Read the entries below and pull out each line with the string "bool".

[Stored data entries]
___

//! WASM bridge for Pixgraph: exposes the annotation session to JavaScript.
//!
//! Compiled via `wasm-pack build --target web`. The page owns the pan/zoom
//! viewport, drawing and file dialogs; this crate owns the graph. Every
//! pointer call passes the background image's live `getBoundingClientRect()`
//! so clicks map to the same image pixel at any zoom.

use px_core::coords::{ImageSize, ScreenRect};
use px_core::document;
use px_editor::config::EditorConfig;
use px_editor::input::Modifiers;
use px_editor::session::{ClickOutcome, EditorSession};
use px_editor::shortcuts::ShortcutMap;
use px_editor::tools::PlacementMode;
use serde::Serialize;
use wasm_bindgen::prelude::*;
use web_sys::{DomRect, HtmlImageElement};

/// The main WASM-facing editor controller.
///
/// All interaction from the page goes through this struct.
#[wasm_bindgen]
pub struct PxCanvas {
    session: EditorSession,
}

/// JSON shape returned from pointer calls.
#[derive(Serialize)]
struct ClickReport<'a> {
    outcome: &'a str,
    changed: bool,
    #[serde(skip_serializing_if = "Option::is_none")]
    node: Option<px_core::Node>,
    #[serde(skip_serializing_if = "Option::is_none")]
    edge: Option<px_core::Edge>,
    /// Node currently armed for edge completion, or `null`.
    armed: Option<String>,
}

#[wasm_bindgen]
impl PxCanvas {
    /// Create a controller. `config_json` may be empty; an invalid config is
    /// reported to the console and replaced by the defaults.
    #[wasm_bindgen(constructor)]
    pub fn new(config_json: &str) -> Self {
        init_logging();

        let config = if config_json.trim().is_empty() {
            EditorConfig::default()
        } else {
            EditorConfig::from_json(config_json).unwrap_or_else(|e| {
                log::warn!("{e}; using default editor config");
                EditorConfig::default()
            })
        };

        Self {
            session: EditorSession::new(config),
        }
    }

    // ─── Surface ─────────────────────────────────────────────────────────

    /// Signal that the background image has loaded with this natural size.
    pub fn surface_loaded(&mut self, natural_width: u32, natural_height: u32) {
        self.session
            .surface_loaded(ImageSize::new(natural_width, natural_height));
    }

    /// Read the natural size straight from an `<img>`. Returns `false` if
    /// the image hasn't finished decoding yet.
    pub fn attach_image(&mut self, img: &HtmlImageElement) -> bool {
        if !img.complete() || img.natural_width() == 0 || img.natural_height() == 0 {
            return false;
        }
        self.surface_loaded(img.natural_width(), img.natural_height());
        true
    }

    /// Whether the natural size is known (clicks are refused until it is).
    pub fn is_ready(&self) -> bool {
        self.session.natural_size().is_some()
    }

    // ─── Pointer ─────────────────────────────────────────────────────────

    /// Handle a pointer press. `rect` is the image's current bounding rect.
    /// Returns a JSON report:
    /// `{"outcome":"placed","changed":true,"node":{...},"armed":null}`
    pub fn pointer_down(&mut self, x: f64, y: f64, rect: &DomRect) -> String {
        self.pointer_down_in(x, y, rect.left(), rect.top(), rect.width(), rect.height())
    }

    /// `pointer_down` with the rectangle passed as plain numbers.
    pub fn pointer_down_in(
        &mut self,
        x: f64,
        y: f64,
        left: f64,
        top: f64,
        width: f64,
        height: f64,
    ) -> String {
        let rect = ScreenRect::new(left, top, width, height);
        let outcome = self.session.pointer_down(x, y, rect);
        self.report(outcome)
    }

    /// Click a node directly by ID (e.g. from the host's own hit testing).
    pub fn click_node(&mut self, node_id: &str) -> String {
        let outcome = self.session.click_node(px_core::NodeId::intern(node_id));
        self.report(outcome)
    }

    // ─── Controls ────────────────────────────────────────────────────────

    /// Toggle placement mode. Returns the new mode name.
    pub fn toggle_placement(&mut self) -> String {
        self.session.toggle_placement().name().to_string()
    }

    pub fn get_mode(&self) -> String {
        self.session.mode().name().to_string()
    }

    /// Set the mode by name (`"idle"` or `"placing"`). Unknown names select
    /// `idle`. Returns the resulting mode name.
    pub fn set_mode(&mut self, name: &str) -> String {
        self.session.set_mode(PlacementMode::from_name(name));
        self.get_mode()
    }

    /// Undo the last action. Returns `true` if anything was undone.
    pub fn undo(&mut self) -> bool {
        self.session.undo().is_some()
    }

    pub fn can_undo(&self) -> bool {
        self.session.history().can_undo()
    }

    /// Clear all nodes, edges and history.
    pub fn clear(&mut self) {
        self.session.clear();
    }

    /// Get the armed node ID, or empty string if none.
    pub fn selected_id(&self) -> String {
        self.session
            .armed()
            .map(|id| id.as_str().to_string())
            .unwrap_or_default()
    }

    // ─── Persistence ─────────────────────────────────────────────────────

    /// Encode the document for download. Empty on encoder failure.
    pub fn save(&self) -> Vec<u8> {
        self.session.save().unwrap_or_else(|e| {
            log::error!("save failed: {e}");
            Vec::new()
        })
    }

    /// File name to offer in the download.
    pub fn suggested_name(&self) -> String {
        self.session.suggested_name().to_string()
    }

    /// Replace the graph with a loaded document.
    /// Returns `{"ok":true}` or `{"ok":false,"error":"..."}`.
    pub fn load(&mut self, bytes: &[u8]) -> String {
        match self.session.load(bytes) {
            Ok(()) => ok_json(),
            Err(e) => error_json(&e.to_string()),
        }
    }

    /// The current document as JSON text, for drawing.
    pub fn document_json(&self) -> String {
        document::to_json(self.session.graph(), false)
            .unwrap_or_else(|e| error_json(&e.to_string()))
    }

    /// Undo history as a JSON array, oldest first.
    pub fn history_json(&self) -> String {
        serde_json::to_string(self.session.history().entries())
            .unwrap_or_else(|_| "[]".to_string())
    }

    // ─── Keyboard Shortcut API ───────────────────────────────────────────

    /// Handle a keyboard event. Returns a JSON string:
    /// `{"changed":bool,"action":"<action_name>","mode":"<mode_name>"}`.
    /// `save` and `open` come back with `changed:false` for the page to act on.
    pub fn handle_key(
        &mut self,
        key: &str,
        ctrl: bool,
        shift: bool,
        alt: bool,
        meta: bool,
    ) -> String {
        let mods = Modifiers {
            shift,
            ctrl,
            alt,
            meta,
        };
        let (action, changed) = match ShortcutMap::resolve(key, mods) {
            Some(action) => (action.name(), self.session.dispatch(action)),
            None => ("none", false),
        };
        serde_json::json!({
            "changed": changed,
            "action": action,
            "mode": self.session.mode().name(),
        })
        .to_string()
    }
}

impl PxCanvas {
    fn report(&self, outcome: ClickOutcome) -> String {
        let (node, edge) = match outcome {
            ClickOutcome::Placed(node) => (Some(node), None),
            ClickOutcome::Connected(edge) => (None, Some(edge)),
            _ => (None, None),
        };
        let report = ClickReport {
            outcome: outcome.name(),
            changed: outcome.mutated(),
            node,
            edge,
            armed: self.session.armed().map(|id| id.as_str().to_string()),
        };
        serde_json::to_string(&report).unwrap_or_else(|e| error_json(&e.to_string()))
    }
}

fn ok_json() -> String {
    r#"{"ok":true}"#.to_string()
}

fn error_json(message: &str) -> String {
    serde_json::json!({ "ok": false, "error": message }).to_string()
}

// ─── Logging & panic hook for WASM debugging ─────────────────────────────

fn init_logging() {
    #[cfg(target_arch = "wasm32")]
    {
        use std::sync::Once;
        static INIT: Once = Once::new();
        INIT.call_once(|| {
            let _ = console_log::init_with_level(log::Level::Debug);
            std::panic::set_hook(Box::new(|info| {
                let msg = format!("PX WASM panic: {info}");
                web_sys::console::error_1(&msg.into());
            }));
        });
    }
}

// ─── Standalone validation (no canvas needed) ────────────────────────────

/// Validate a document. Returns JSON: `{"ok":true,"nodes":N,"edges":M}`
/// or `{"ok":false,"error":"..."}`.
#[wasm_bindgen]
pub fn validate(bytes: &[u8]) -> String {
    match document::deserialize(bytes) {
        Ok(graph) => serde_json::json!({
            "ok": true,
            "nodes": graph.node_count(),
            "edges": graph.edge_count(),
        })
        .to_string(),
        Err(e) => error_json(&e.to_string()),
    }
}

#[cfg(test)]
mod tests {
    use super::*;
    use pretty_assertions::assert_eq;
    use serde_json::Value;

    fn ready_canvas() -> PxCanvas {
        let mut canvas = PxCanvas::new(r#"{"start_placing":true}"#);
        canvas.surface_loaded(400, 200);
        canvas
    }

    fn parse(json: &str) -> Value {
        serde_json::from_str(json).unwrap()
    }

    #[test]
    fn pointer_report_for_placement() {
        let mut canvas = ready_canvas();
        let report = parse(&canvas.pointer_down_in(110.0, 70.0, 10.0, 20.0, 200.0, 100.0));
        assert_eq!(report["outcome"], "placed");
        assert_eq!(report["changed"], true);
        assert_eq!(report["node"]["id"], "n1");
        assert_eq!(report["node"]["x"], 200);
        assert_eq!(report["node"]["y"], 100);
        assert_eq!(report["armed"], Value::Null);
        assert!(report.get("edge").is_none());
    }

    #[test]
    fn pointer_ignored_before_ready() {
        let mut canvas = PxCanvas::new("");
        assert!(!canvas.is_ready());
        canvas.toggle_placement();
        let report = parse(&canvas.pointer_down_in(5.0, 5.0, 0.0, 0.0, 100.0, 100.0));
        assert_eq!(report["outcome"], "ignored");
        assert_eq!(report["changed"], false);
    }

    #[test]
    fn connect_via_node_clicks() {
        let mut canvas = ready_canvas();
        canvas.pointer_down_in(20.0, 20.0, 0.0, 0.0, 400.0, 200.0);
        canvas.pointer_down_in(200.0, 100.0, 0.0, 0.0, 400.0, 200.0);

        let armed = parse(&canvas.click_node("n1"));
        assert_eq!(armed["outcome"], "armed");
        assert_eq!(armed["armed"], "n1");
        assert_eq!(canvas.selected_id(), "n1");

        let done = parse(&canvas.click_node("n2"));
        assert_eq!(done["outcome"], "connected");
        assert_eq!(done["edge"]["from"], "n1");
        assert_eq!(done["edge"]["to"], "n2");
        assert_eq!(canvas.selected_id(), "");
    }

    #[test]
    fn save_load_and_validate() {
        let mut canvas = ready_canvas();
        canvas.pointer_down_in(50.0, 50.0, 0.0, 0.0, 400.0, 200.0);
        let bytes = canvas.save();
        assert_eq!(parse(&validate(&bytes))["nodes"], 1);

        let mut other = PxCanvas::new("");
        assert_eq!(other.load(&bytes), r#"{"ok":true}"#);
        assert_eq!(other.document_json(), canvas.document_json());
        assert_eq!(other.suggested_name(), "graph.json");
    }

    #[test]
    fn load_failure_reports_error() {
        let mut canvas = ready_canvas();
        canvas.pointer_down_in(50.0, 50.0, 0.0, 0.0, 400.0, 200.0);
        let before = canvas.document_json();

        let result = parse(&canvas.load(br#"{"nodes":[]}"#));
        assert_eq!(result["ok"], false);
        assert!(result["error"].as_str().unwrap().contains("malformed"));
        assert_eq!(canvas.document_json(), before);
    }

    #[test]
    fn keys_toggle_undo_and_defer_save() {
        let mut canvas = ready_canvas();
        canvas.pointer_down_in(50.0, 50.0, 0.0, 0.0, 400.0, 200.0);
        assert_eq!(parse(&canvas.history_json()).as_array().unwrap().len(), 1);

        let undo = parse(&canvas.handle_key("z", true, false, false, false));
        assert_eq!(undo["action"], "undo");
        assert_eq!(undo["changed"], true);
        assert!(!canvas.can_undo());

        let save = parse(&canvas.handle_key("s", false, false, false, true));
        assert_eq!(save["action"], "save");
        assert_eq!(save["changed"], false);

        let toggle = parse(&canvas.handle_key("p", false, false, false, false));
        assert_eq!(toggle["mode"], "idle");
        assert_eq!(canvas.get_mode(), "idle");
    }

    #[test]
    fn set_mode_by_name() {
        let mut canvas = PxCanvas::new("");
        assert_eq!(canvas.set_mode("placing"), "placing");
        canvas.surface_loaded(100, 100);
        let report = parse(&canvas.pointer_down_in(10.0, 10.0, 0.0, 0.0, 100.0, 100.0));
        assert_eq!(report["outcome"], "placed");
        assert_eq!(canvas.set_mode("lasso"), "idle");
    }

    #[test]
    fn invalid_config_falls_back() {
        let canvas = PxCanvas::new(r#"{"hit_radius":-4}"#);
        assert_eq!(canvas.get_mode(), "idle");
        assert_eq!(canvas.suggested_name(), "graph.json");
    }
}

___

— Expected output —
    changed: bool,
    pub fn attach_image(&mut self, img: &HtmlImageElement) -> bool {
    pub fn is_ready(&self) -> bool {
    pub fn undo(&mut self) -> bool {
    pub fn can_undo(&self) -> bool {
    /// `{"changed":bool,"action":"<action_name>","mode":"<mode_name>"}`.
        ctrl: bool,
        shift: bool,
        alt: bool,
        meta: bool,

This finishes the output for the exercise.